Encrypting and decrypting data with Encrypting File System

Applies To: Windows Server 2003, Windows Server 2003 R2, Windows Server 2003 with SP1, Windows Server 2003 with SP2

Encrypting and decrypting data with Encrypting File System

You can use Encrypting File System (EFS) to:

  • Encrypt data

  • Access encrypted data

  • Copy, move or rename encrypted data

  • Decrypt data

Encrypting data

The default configuration of the Encrypting File System (EFS) requires no administrative effort--users can begin encrypting files immediately. EFS automatically generates an encryption key pair for a user if one does not exist.

EFS can use either the expanded Data Encryption Standard (DESX) or Triple-DES (3DES) as the encryption algorithm.

Encryption services are available from Windows Explorer. Users can also encrypt a file or folder using the command-line function cipher. For more information about the cipher command, type cipher /? at a command-line prompt.

Users encrypt a file or folder by setting the encryption property for files and folders just as you set any other attribute, such as read-only, compressed, or hidden. If a user encrypts a folder, all files and subfolders created in or added to the encrypted folder are automatically encrypted. It is recommended that users encrypt at the folder level.

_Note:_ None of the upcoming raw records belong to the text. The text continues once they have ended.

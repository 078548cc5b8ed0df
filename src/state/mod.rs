//! State module for run lifecycle tracking
//!
//! # Components
//!
//! - `AttemptStatus`: lifecycle of one run attempt (not started, in progress, terminal states)
//! - `SourceStatus`: administrative state of a source (paused, active, ...)
//! - `GenerationStatus`: lifecycle of a downstream index generation
//! - `RunKey`: the (source, generation) pair a fence protects

mod attempt_status;
mod run_key;
mod source_status;

// Re-export main types
pub use attempt_status::AttemptStatus;
pub use run_key::RunKey;
pub use source_status::{GenerationStatus, IndexingTrigger, SourceStatus};
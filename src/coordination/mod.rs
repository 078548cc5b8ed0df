//! Coordination cache shared by schedulers, validators, and workers
//!
//! The cache is the only state these processes share besides the durable attempt
//! records and the checkpoint store. It is atomic only at single-key granularity.
//!
//! # Components
//!
//! - `CoordinationCache`: the key-value contract (conditional writes, TTLs, sets)
//! - `MemoryCache`: in-process implementation for tests and single-process deployments
//! - `SqliteCache`: file-backed implementation shared across processes
//! - `CacheLock`: advisory lock with an owner token and a TTL

mod lock;
mod memory;
mod sqlite;
mod traits;

pub use lock::CacheLock;
pub use memory::MemoryCache;
pub use sqlite::SqliteCache;
pub use traits::{CacheError, CacheResult, CoordinationCache};
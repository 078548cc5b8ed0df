//! SQLite-backed task broker

use crate::queue::traits::{
    QueueError, QueueResult, TaskHandle, TaskMessage, TaskPriority, TaskQueue,
};
use chrono::{TimeZone, Utc};
use parking_lot::Mutex;
use rusqlite::{params, Connection, ErrorCode, OptionalExtension, TransactionBehavior};
use std::collections::BTreeSet;
use std::path::Path;
use std::time::Duration;
use uuid::Uuid;

const QUEUE_SCHEMA_SQL: &str = r#"
CREATE TABLE IF NOT EXISTS tasks (
    seq INTEGER PRIMARY KEY AUTOINCREMENT,
    id TEXT NOT NULL UNIQUE,
    name TEXT NOT NULL,
    args TEXT NOT NULL,
    queue TEXT NOT NULL,
    priority INTEGER NOT NULL,
    state TEXT NOT NULL,
    enqueued_at INTEGER NOT NULL,
    reserved_at INTEGER,
    reserved_by TEXT,
    delivery_count INTEGER NOT NULL DEFAULT 0
);

CREATE INDEX IF NOT EXISTS idx_tasks_pending ON tasks(queue, state, priority, seq);
"#;

const STATE_PENDING: &str = "pending";
const STATE_RESERVED: &str = "reserved";

/// Task broker stored in a shared SQLite file
///
/// Tasks are `pending` until a worker reserves one, `reserved` until it is
/// acknowledged, and deleted on acknowledgement.
pub struct SqliteTaskQueue {
    conn: Mutex<Connection>,
}

impl SqliteTaskQueue {
    pub fn open(path: &Path) -> QueueResult<Self> {
        let conn = Connection::open(path)?;
        conn.busy_timeout(Duration::from_secs(5))?;
        conn.execute_batch("PRAGMA journal_mode = WAL; PRAGMA synchronous = NORMAL;")?;
        conn.execute_batch(QUEUE_SCHEMA_SQL)?;
        Ok(Self {
            conn: Mutex::new(conn),
        })
    }

    pub fn open_in_memory() -> QueueResult<Self> {
        let conn = Connection::open_in_memory()?;
        conn.execute_batch(QUEUE_SCHEMA_SQL)?;
        Ok(Self {
            conn: Mutex::new(conn),
        })
    }

    /// Reserves the highest-priority, oldest pending task in `queue`
    ///
    /// # Returns
    ///
    /// * `Ok(Some(TaskMessage))` - The task now reserved by `worker_id`
    /// * `Ok(None)` - Nothing is pending
    pub fn reserve_next(&self, queue: &str, worker_id: &str) -> QueueResult<Option<TaskMessage>> {
        let mut conn = self.conn.lock();
        let tx = conn.transaction_with_behavior(TransactionBehavior::Immediate)?;

        let row = tx
            .query_row(
                "SELECT seq, id, name, args, priority, enqueued_at, delivery_count FROM tasks \
                 WHERE queue = ?1 AND state = ?2 ORDER BY priority, seq LIMIT 1",
                params![queue, STATE_PENDING],
                |row| {
                    Ok((
                        row.get::<_, i64>(0)?,
                        row.get::<_, String>(1)?,
                        row.get::<_, String>(2)?,
                        row.get::<_, String>(3)?,
                        row.get::<_, i64>(4)?,
                        row.get::<_, i64>(5)?,
                        row.get::<_, i64>(6)?,
                    ))
                },
            )
            .optional()?;

        let Some((seq, id, name, args, priority, enqueued_at, delivery_count)) = row else {
            return Ok(None);
        };

        tx.execute(
            "UPDATE tasks SET state = ?1, reserved_at = ?2, reserved_by = ?3, \
             delivery_count = delivery_count + 1 WHERE seq = ?4",
            params![STATE_RESERVED, Utc::now().timestamp_millis(), worker_id, seq],
        )?;
        tx.commit()?;

        Ok(Some(TaskMessage {
            id,
            name,
            args: serde_json::from_str(&args)?,
            queue: queue.to_string(),
            priority: TaskPriority::from_db_value(priority)
                .ok_or(QueueError::UnknownPriority(priority))?,
            enqueued_at: Utc
                .timestamp_millis_opt(enqueued_at)
                .single()
                .unwrap_or_else(Utc::now),
            delivery_count: delivery_count as u32 + 1,
        }))
    }

    /// Acknowledges a reserved task, removing it from the broker
    pub fn ack(&self, task_id: &str) -> QueueResult<bool> {
        let conn = self.conn.lock();
        let changed = conn.execute("DELETE FROM tasks WHERE id = ?1", params![task_id])?;
        Ok(changed == 1)
    }

    /// Returns reservations older than `visibility_timeout` to the pending state
    ///
    /// # Returns
    ///
    /// * `Ok(usize)` - Number of tasks made deliverable again
    pub fn reclaim_stale(&self, visibility_timeout: Duration) -> QueueResult<usize> {
        let cutoff = Utc::now().timestamp_millis() - visibility_timeout.as_millis() as i64;
        let conn = self.conn.lock();
        let reclaimed = conn.execute(
            "UPDATE tasks SET state = ?1, reserved_at = NULL, reserved_by = NULL \
             WHERE state = ?2 AND reserved_at < ?3",
            params![STATE_PENDING, STATE_RESERVED, cutoff],
        )?;
        Ok(reclaimed)
    }

    fn ids_where(&self, sql: &str, params: impl rusqlite::Params) -> QueueResult<BTreeSet<String>> {
        let conn = self.conn.lock();
        let mut stmt = conn.prepare(sql)?;
        let ids = stmt
            .query_map(params, |row| row.get(0))?
            .collect::<Result<BTreeSet<String>, _>>()?;
        Ok(ids)
    }
}

impl TaskQueue for SqliteTaskQueue {
    fn send(
        &self,
        name: &str,
        args: &serde_json::Value,
        queue: &str,
        priority: TaskPriority,
        explicit_id: Option<&str>,
    ) -> QueueResult<TaskHandle> {
        let id = explicit_id
            .map(str::to_string)
            .unwrap_or_else(|| Uuid::new_v4().to_string());
        let args = serde_json::to_string(args)?;

        let conn = self.conn.lock();
        let result = conn.execute(
            "INSERT INTO tasks (id, name, args, queue, priority, state, enqueued_at) \
             VALUES (?1, ?2, ?3, ?4, ?5, ?6, ?7)",
            params![
                id,
                name,
                args,
                queue,
                priority.to_db_value(),
                STATE_PENDING,
                Utc::now().timestamp_millis()
            ],
        );

        match result {
            Ok(_) => Ok(TaskHandle { id }),
            Err(rusqlite::Error::SqliteFailure(e, _)) if e.code == ErrorCode::ConstraintViolation => {
                Err(QueueError::DuplicateTask(id))
            }
            Err(e) => Err(e.into()),
        }
    }

    fn list_pending(&self, queue: &str) -> QueueResult<BTreeSet<String>> {
        self.ids_where(
            "SELECT id FROM tasks WHERE queue = ?1 AND state = ?2",
            params![queue, STATE_PENDING],
        )
    }

    fn list_reserved(&self) -> QueueResult<BTreeSet<String>> {
        self.ids_where(
            "SELECT id FROM tasks WHERE state = ?1",
            params![STATE_RESERVED],
        )
    }

    fn revoke(&self, task_id: &str) -> QueueResult<bool> {
        let conn = self.conn.lock();
        let changed = conn.execute(
            "DELETE FROM tasks WHERE id = ?1 AND state = ?2",
            params![task_id, STATE_PENDING],
        )?;
        Ok(changed == 1)
    }
}
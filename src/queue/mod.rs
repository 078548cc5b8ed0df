//! Task queue used to hand indexing runs to exactly one worker
//!
//! Delivery is at-least-once: a reserved task whose worker disappears is handed out
//! again after the visibility timeout, so task handlers must be idempotent.

mod sqlite;
mod traits;

pub use sqlite::SqliteTaskQueue;
pub use traits::{QueueError, QueueResult, TaskHandle, TaskMessage, TaskPriority, TaskQueue};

Files or folders that are compressed cannot also be encrypted. If the user marks a compressed file or folder for encryption, that file or folder will be uncompressed. Also, folders that are marked for encryption are not actually encrypted. Only the files within the folder are encrypted, as well as any new files created or moved into the folder.

Accessing encrypted data

Users access encrypted files just as they do unencrypted files. Thus, when a user accesses an encrypted file that is stored on disk, the user is able to read the contents of the file in the normal way. When the user stores the file on disk again, EFS transparently encrypts the file again.

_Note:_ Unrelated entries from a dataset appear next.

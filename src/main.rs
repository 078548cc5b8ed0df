//! Fenceline main entry point
//!
//! Runs the scheduler, validator, and worker loops of the indexing engine, or a
//! one-shot operator command against the same databases.

use anyhow::{Context, Result};
use clap::Parser;
use fenceline::checkpoint::{CheckpointLedger, FileCheckpointStore};
use fenceline::config::{load_config_with_hash, Config};
use fenceline::control::Control;
use fenceline::coordination::{CoordinationCache, SqliteCache};
use fenceline::fence::FenceManager;
use fenceline::output::{load_statistics, print_statistics};
use fenceline::queue::{SqliteTaskQueue, TaskQueue};
use fenceline::scheduler::RunScheduler;
use fenceline::storage::{open_shared, SharedStorage};
use fenceline::validator::RunValidator;
use fenceline::worker::IndexingWorker;
use std::path::{Path, PathBuf};
use std::sync::Arc;
use std::time::Duration;
use tokio::sync::watch;
use tokio::task::JoinHandle;
use tracing_subscriber::EnvFilter;

/// How often an idle worker polls the queue
const WORKER_POLL_INTERVAL: Duration = Duration::from_secs(1);

/// Fenceline: incremental document indexing with fenced runs
///
/// Keeps configured sources indexed. Schedulers start runs, workers crawl them
/// with resumable checkpoints, and validators reconcile runs whose workers died.
#[derive(Parser, Debug)]
#[command(name = "fenceline")]
#[command(version = "0.1.0")]
#[command(about = "Incremental document indexing with fenced runs", long_about = None)]
struct Cli {
    /// Path to TOML configuration file
    #[arg(value_name = "CONFIG")]
    config: PathBuf,

    /// Increase logging verbosity (-v, -vv, -vvv)
    #[arg(short, long, action = clap::ArgAction::Count)]
    verbose: u8,

    /// Suppress non-error output
    #[arg(short, long, conflicts_with = "verbose")]
    quiet: bool,

    /// Run the scheduler loop
    #[arg(long)]
    scheduler: bool,

    /// Run the validator loop
    #[arg(long)]
    validator: bool,

    /// Run the worker loop
    #[arg(long)]
    worker: bool,

    /// Show an attempt's status and exit
    #[arg(long, value_name = "ATTEMPT_ID", conflicts_with_all = ["cancel", "trigger", "stats"])]
    status: Option<i64>,

    /// Request a cooperative stop of an attempt and exit
    #[arg(long, value_name = "ATTEMPT_ID", conflicts_with_all = ["status", "trigger", "stats"])]
    cancel: Option<i64>,

    /// Set the manual indexing trigger on a source and exit
    #[arg(long, value_name = "SOURCE", conflicts_with_all = ["status", "cancel", "stats"])]
    trigger: Option<String>,

    /// With --trigger, reindex the source from the beginning
    #[arg(long, requires = "trigger")]
    reindex: bool,

    /// Show attempt statistics from the database and exit
    #[arg(long, conflicts_with_all = ["status", "cancel", "trigger"])]
    stats: bool,
}

/// Handles shared by every loop of one process
struct Services {
    config: Config,
    storage: SharedStorage,
    queue: Arc<SqliteTaskQueue>,
    fences: FenceManager,
    ledger: Arc<CheckpointLedger>,
}

impl Services {
    fn open(config: Config) -> Result<Self> {
        let storage = open_shared(Path::new(&config.storage.database_path))
            .with_context(|| format!("opening database {}", config.storage.database_path))?;
        let cache: Arc<dyn CoordinationCache> = Arc::new(
            SqliteCache::open(Path::new(&config.coordination.cache_path))
                .with_context(|| format!("opening cache {}", config.coordination.cache_path))?,
        );
        let queue = Arc::new(
            SqliteTaskQueue::open(Path::new(&config.queue.database_path))
                .with_context(|| format!("opening task queue {}", config.queue.database_path))?,
        );
        let store = FileCheckpointStore::new(&config.storage.checkpoint_dir)
            .with_context(|| format!("opening checkpoint dir {}", config.storage.checkpoint_dir))?;

        let fences = FenceManager::new(cache, config.coordination.liveness_ttl());
        let ledger = Arc::new(CheckpointLedger::new(
            Arc::new(store),
            storage.clone(),
            config.storage.checkpoint_size_limit,
        ));

        Ok(Self {
            config,
            storage,
            queue,
            fences,
            ledger,
        })
    }

    fn control(&self) -> Control {
        Control::new(self.storage.clone(), self.fences.clone())
    }

    fn scheduler(&self) -> RunScheduler {
        RunScheduler::new(
            self.storage.clone(),
            self.fences.clone(),
            self.queue.clone() as Arc<dyn TaskQueue>,
        )
        .with_config(self.config.scheduler.clone())
        .with_queue_name(self.config.queue.name.clone())
        .with_lock_timeout(self.config.coordination.lock_timeout())
        .with_checkpoint_retention(
            self.ledger.clone(),
            self.config.storage.checkpoint_retention_days,
        )
    }
}

#[tokio::main]
async fn main() -> Result<()> {
    let cli = Cli::parse();

    // Setup logging based on verbosity
    setup_logging(cli.verbose, cli.quiet);

    tracing::info!("Loading configuration from: {}", cli.config.display());
    let (config, config_hash) = load_config_with_hash(&cli.config)
        .with_context(|| format!("loading {}", cli.config.display()))?;
    tracing::info!("Configuration loaded successfully (hash: {})", config_hash);

    let services = Arc::new(Services::open(config)?);

    if cli.stats {
        return handle_stats(&services);
    }
    if let Some(attempt_id) = cli.status {
        return handle_status(&services, attempt_id);
    }
    if let Some(attempt_id) = cli.cancel {
        return handle_cancel(&services, attempt_id);
    }
    if let Some(source) = cli.trigger.as_deref() {
        return handle_trigger(&services, source, cli.reindex);
    }

    // No role selected means all of them
    let all = !(cli.scheduler || cli.validator || cli.worker);
    run_loops(
        services,
        all || cli.scheduler,
        all || cli.validator,
        all || cli.worker,
    )
    .await
}

/// Sets up the logging/tracing subscriber based on verbosity level
fn setup_logging(verbose: u8, quiet: bool) {
    let filter = if quiet {
        // Only show errors
        EnvFilter::new("error")
    } else if let Ok(filter) = EnvFilter::try_from_default_env() {
        filter
    } else {
        match verbose {
            0 => EnvFilter::new("fenceline=info,warn"),
            1 => EnvFilter::new("fenceline=debug,info"),
            2 => EnvFilter::new("fenceline=trace,debug"),
            _ => EnvFilter::new("trace"),
        }
    };

    tracing_subscriber::fmt()
        .with_env_filter(filter)
        .with_target(false)
        .with_thread_ids(false)
        .with_file(false)
        .init();
}

/// Handles the --stats mode: shows attempt statistics from the database
fn handle_stats(services: &Services) -> Result<()> {
    println!("Database: {}\n", services.config.storage.database_path);
    let stats = load_statistics(&*services.storage.lock()).context("loading statistics")?;
    print_statistics(&stats);
    Ok(())
}

/// Handles the --status mode: prints one attempt and its live signals
fn handle_status(services: &Services, attempt_id: i64) -> Result<()> {
    let report = services
        .control()
        .get_status(attempt_id)
        .with_context(|| format!("reading attempt {}", attempt_id))?;
    let attempt = &report.attempt;

    println!("=== Attempt {} ===\n", attempt.id);
    println!("  Source: {}", attempt.source_id);
    println!("  Generation: {}", attempt.generation_id);
    println!("  Status: {}", attempt.status);
    println!("  From beginning: {}", attempt.from_beginning);
    if let Some((start, end)) = attempt.poll_window() {
        println!("  Poll window: {} .. {}", start, end);
    }
    println!("  Documents indexed: {}", attempt.total_docs_indexed);
    println!("  Failures: {}", attempt.failure_count);
    if let Some(message) = &attempt.error_msg {
        println!("  Error: {}", message);
    }
    println!();
    println!("  Fenced: {}", report.fenced);
    println!("  Alive: {}", report.alive);
    if let Some(stage) = &report.stage {
        println!("  Stage: {}", stage);
    }
    if let Some(progress) = report.progress {
        println!("  Progress counter: {}", progress);
    }
    if report.stop_requested {
        println!("  Stop requested");
    }
    Ok(())
}

/// Handles the --cancel mode
fn handle_cancel(services: &Services, attempt_id: i64) -> Result<()> {
    if services
        .control()
        .cancel(attempt_id)
        .with_context(|| format!("canceling attempt {}", attempt_id))?
    {
        println!("✓ Stop requested for attempt {}", attempt_id);
    } else {
        println!("Attempt {} is not running; nothing to cancel", attempt_id);
    }
    Ok(())
}

/// Handles the --trigger mode
fn handle_trigger(services: &Services, source: &str, reindex: bool) -> Result<()> {
    let scheduler = services.scheduler();
    scheduler
        .sync_config(&services.config)
        .context("syncing sources from config")?;
    scheduler
        .trigger(source, reindex)
        .with_context(|| format!("triggering source {}", source))?;
    let kind = if reindex { "Reindex" } else { "Update" };
    println!("✓ {} trigger set on {}; the next scheduler pass picks it up", kind, source);
    Ok(())
}

/// Runs the selected loops until ctrl-c
async fn run_loops(
    services: Arc<Services>,
    scheduler: bool,
    validator: bool,
    worker: bool,
) -> Result<()> {
    let (shutdown_tx, shutdown_rx) = watch::channel(false);
    let mut loops: Vec<(&str, JoinHandle<Result<()>>)> = Vec::new();

    if scheduler {
        loops.push((
            "scheduler",
            tokio::spawn(scheduler_loop(services.clone(), shutdown_rx.clone())),
        ));
    }
    if validator {
        loops.push((
            "validator",
            tokio::spawn(validator_loop(services.clone(), shutdown_rx.clone())),
        ));
    }
    if worker {
        loops.push((
            "worker",
            tokio::spawn(worker_loop(services.clone(), shutdown_rx.clone())),
        ));
    }

    tokio::signal::ctrl_c()
        .await
        .context("listening for ctrl-c")?;
    tracing::info!("Shutdown requested, waiting for in-flight work");
    let _ = shutdown_tx.send(true);

    for (role, handle) in loops {
        match handle.await {
            Ok(Ok(())) => tracing::info!("{} loop stopped", role),
            Ok(Err(e)) => tracing::error!("{} loop failed: {:#}", role, e),
            Err(e) => tracing::error!("{} loop panicked: {}", role, e),
        }
    }
    Ok(())
}

/// Runs `pass` on a blocking thread every `period` until shutdown
async fn every<F>(
    role: &'static str,
    period: Duration,
    mut shutdown: watch::Receiver<bool>,
    pass: Arc<F>,
) -> Result<()>
where
    F: Fn() -> fenceline::Result<()> + Send + Sync + 'static,
{
    let mut ticker = tokio::time::interval(period);
    ticker.set_missed_tick_behavior(tokio::time::MissedTickBehavior::Delay);

    loop {
        tokio::select! {
            _ = ticker.tick() => {}
            _ = shutdown.changed() => return Ok(()),
        }

        let pass = Arc::clone(&pass);
        match tokio::task::spawn_blocking(move || pass()).await {
            Ok(Ok(())) => {}
            Ok(Err(e)) => tracing::error!("{} pass failed: {}", role, e),
            Err(e) => return Err(e).with_context(|| format!("{} pass panicked", role)),
        }
    }
}

async fn scheduler_loop(services: Arc<Services>, shutdown: watch::Receiver<bool>) -> Result<()> {
    let scheduler = services.scheduler();
    {
        let services = services.clone();
        let synced = tokio::task::spawn_blocking(move || {
            services.scheduler().sync_config(&services.config)
        })
        .await??;
        tracing::info!("Scheduler started with {} sources", synced);
    }

    let control = services.control();
    let ttl = services.config.coordination.heartbeat_ttl();
    let period = Duration::from_secs(services.config.scheduler.beat_interval_secs);
    every(
        "scheduler",
        period,
        shutdown,
        Arc::new(move || {
            control.write_heartbeat("scheduler", ttl)?;
            let report = scheduler.check_for_indexing()?;
            if !report.started.is_empty() {
                tracing::info!("Started attempts {:?}", report.started);
            }
            Ok(())
        }),
    )
    .await
}

async fn validator_loop(services: Arc<Services>, shutdown: watch::Receiver<bool>) -> Result<()> {
    let validator = RunValidator::new(
        services.storage.clone(),
        services.fences.clone(),
        services.queue.clone() as Arc<dyn TaskQueue>,
        services.config.queue.name.clone(),
        services.config.coordination.lock_timeout(),
    );
    let control = services.control();
    let ttl = services.config.coordination.heartbeat_ttl();
    let period = Duration::from_secs(services.config.validator.interval_secs);
    tracing::info!("Validator started, sweeping every {:?}", period);

    every(
        "validator",
        period,
        shutdown,
        Arc::new(move || {
            control.write_heartbeat("validator", ttl)?;
            let report = validator.sweep()?;
            if report.orphans_reconciled + report.unfenced_reconciled + report.setup_resets > 0 {
                tracing::info!("Validator sweep: {:?}", report);
            } else {
                tracing::debug!("Validator sweep: {:?}", report);
            }
            Ok(())
        }),
    )
    .await
}

async fn worker_loop(services: Arc<Services>, shutdown: watch::Receiver<bool>) -> Result<()> {
    let worker = IndexingWorker::new(
        services.storage.clone(),
        services.fences.clone(),
        services.ledger.clone(),
        services.config.worker.clone(),
        services.config.scheduler.poll_offset_minutes,
    );
    let worker_id = format!("worker-{}", std::process::id());
    let control = services.control();
    let queue = services.queue.clone();
    let queue_name = services.config.queue.name.clone();
    let ttl = services.config.coordination.heartbeat_ttl();
    let visibility = Duration::from_secs(services.config.queue.visibility_timeout_secs);
    tracing::info!("Worker {} started on queue {}", worker_id, queue_name);

    every(
        "worker",
        WORKER_POLL_INTERVAL,
        shutdown,
        Arc::new(move || {
            control.write_heartbeat("worker", ttl)?;
            let reclaimed = queue.reclaim_stale(visibility)?;
            if reclaimed > 0 {
                tracing::warn!("Returned {} stale reservations to the queue", reclaimed);
            }
            // Drain what is pending before sleeping again
            while let Some(outcome) = worker.poll_once(&queue, &queue_name, &worker_id)? {
                tracing::debug!("Task outcome: {:?}", outcome);
            }
            Ok(())
        }),
    )
    .await
}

Copying, moving or renaming encrypted data

Copying or moving unencrypted files into an encrypted folder will automatically encrypt those files in the new folder. However, the reverse operation will not automatically decrypt files. Files retain their encrypted property until explicitly decrypted or moved to a non-NTFS volume. Similarly, renaming an encrypted file does not alter its encrypted status.

Decrypting data

You can decrypt a file by clearing the Encryption check box in a the file's Properties dialog box. Once decrypted, the file remains decrypted until you encrypt the file again. There is no automatic re-encryption of a file, even if it exists in a directory marked as encrypted.

Users can decrypt a file by either clearing the Encryption check box on the file's Properties dialog box, or using the cipher command.